§ EXERCISE
Range to output from the entries below: the line containing "self.jitter_percent = jitter_percent;" through the line containing "let jitter = if". Set it down exactly, ends included, nothing else.

────────────────────────────────────────

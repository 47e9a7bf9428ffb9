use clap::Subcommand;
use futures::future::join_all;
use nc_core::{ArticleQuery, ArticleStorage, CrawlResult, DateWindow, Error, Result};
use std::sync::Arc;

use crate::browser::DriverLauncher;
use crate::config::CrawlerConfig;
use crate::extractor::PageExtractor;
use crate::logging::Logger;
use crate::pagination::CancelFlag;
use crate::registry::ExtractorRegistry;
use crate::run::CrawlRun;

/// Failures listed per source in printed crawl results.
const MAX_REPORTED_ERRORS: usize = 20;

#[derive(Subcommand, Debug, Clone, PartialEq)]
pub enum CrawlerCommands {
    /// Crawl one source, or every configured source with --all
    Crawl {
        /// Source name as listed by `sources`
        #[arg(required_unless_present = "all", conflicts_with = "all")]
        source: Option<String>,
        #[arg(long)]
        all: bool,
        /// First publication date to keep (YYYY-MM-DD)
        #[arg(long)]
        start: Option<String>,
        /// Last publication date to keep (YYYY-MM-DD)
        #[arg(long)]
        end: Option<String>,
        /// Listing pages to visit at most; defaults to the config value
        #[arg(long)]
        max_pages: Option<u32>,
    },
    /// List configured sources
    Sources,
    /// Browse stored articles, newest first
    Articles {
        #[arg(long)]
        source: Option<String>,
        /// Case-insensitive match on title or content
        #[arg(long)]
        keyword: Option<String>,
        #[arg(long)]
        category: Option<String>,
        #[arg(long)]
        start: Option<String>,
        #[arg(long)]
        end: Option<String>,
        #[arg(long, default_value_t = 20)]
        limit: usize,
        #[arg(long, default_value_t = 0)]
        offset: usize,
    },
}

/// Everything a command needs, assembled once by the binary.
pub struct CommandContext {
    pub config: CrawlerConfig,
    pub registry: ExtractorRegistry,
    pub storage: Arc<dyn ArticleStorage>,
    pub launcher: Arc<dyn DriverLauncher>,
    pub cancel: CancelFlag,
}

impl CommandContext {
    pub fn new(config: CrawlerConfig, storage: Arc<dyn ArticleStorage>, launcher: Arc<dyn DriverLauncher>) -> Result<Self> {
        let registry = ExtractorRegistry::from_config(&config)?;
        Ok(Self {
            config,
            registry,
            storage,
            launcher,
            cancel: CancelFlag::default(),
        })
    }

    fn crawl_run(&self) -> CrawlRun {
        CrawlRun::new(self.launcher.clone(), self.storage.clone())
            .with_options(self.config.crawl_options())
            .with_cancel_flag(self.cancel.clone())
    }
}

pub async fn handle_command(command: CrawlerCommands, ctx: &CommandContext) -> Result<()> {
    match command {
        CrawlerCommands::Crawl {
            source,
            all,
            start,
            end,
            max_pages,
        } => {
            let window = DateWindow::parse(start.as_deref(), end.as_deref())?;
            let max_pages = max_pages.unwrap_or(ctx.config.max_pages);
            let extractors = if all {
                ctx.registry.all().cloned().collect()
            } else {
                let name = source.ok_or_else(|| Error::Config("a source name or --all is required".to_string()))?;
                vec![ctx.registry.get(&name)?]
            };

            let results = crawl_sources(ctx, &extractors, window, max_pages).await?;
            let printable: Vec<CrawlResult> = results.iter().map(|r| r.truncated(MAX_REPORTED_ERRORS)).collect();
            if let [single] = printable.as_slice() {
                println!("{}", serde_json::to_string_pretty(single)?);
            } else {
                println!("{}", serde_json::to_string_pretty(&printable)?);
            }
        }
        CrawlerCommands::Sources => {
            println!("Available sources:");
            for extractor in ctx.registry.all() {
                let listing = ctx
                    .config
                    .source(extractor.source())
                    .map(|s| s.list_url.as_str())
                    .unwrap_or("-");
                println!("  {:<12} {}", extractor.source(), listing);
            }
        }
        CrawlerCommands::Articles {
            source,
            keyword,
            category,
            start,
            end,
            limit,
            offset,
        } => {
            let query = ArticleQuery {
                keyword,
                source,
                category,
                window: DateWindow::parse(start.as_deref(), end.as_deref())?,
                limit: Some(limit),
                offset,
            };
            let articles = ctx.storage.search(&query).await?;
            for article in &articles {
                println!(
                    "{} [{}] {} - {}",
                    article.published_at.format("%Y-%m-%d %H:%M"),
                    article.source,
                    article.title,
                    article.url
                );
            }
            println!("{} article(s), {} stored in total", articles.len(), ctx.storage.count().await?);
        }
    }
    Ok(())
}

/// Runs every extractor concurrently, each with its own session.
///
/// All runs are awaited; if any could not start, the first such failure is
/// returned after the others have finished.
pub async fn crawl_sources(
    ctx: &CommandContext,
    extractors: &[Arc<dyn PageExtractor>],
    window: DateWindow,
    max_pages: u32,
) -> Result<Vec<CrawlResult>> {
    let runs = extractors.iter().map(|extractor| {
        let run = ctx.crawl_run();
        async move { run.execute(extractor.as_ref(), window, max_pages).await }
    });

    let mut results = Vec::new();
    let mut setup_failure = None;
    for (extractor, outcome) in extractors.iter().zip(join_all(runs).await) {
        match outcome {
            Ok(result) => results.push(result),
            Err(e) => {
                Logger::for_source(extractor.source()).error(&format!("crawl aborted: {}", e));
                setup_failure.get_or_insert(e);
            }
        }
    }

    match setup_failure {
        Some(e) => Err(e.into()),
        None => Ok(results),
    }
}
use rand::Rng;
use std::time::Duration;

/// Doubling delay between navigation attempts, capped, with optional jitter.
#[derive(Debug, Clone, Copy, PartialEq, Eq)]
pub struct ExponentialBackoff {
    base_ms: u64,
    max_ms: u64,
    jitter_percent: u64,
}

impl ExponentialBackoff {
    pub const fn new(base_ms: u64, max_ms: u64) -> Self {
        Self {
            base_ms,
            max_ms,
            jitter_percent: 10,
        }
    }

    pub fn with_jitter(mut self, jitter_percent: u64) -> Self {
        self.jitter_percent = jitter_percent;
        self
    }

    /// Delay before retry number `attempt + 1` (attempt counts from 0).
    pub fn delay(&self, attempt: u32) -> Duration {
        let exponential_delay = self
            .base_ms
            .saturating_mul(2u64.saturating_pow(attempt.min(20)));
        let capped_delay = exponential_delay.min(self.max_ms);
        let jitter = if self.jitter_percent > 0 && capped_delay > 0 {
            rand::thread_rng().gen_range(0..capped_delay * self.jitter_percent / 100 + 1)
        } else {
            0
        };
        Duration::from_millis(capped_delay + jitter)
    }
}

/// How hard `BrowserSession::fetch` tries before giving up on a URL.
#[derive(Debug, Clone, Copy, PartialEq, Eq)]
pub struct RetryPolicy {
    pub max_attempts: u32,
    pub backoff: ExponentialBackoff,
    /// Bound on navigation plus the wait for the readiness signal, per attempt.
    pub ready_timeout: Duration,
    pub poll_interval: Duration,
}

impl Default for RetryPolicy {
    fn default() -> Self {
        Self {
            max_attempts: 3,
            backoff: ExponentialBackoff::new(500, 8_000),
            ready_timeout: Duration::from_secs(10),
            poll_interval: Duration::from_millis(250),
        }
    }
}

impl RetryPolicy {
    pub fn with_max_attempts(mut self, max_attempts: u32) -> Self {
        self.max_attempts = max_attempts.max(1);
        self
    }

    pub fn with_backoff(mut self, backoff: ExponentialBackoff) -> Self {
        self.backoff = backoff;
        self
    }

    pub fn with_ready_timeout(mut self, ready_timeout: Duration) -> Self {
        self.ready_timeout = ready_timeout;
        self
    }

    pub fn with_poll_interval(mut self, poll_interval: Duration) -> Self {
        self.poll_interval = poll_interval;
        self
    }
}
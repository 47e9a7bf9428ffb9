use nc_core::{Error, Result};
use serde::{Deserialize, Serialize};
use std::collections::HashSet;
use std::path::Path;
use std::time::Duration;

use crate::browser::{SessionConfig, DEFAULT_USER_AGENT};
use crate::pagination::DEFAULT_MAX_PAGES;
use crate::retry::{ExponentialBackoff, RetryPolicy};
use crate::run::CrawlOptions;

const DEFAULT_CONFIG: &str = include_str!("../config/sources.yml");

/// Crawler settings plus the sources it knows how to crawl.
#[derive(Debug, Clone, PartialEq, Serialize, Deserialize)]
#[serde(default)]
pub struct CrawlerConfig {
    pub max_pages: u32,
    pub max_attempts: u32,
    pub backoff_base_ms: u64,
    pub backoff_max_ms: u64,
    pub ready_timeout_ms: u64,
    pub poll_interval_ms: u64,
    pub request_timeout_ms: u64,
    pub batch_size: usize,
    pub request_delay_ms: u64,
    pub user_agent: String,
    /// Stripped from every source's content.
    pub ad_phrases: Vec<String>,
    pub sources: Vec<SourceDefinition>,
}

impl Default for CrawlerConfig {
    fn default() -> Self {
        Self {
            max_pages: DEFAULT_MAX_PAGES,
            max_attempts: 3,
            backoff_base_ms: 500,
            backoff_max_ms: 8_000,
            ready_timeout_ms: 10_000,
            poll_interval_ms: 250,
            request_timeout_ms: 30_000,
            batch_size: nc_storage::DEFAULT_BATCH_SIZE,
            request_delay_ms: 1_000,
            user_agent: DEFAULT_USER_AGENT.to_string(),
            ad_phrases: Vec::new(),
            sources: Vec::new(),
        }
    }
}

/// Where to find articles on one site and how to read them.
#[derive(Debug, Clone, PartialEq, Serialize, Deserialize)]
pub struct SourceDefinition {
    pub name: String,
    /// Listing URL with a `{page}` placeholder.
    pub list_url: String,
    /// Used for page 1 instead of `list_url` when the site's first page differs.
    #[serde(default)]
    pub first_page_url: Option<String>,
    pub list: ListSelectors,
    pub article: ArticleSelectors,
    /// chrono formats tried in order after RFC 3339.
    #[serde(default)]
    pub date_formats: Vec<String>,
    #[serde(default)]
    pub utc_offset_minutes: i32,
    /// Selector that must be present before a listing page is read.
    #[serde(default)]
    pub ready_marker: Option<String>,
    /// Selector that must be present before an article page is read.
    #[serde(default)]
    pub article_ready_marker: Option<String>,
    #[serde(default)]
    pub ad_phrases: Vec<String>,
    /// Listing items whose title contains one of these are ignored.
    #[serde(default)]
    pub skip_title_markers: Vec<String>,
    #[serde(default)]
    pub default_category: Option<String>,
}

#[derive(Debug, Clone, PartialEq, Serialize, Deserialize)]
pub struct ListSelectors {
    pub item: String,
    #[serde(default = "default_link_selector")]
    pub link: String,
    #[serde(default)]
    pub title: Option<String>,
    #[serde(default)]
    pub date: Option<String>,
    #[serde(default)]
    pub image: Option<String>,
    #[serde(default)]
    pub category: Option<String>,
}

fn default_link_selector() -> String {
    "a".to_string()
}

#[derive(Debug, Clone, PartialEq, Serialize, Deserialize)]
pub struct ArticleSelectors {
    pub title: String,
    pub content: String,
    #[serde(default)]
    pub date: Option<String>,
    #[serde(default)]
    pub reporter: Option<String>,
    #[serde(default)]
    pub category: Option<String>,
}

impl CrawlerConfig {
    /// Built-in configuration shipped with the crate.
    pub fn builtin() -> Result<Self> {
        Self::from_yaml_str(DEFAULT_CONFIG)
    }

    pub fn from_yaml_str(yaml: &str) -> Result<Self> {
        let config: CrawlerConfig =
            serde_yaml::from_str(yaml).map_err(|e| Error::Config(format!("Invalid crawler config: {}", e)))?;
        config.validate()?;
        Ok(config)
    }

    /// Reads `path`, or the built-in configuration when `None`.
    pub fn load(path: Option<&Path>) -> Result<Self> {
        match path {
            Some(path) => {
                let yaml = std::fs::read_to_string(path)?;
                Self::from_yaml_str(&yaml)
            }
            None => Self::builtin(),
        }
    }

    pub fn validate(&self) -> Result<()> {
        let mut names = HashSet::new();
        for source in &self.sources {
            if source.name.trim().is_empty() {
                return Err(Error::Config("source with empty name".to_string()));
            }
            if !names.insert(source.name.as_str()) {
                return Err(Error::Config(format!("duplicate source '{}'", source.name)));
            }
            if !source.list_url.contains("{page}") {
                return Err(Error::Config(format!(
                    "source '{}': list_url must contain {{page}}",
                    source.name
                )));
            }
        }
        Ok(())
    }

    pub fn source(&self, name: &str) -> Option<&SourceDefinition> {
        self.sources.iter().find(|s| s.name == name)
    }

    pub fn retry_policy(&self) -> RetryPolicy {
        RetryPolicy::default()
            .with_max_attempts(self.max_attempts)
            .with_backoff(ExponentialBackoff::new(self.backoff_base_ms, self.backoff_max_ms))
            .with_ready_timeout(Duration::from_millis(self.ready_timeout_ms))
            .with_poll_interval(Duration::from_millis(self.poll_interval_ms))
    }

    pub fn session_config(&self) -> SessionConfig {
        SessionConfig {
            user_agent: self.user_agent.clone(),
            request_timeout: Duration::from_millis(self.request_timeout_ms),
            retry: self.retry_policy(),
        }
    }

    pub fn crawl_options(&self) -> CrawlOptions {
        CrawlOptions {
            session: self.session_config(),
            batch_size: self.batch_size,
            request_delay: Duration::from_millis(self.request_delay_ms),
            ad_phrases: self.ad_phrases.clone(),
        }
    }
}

────────────────────────────────────────

§ THE ANSWER
        self.jitter_percent = jitter_percent;
        self
    }

    /// Delay before retry number `attempt + 1` (attempt counts from 0).
    pub fn delay(&self, attempt: u32) -> Duration {
        let exponential_delay = self
            .base_ms
            .saturating_mul(2u64.saturating_pow(attempt.min(20)));
        let capped_delay = exponential_delay.min(self.max_ms);
        let jitter = if self.jitter_percent > 0 && capped_delay > 0 {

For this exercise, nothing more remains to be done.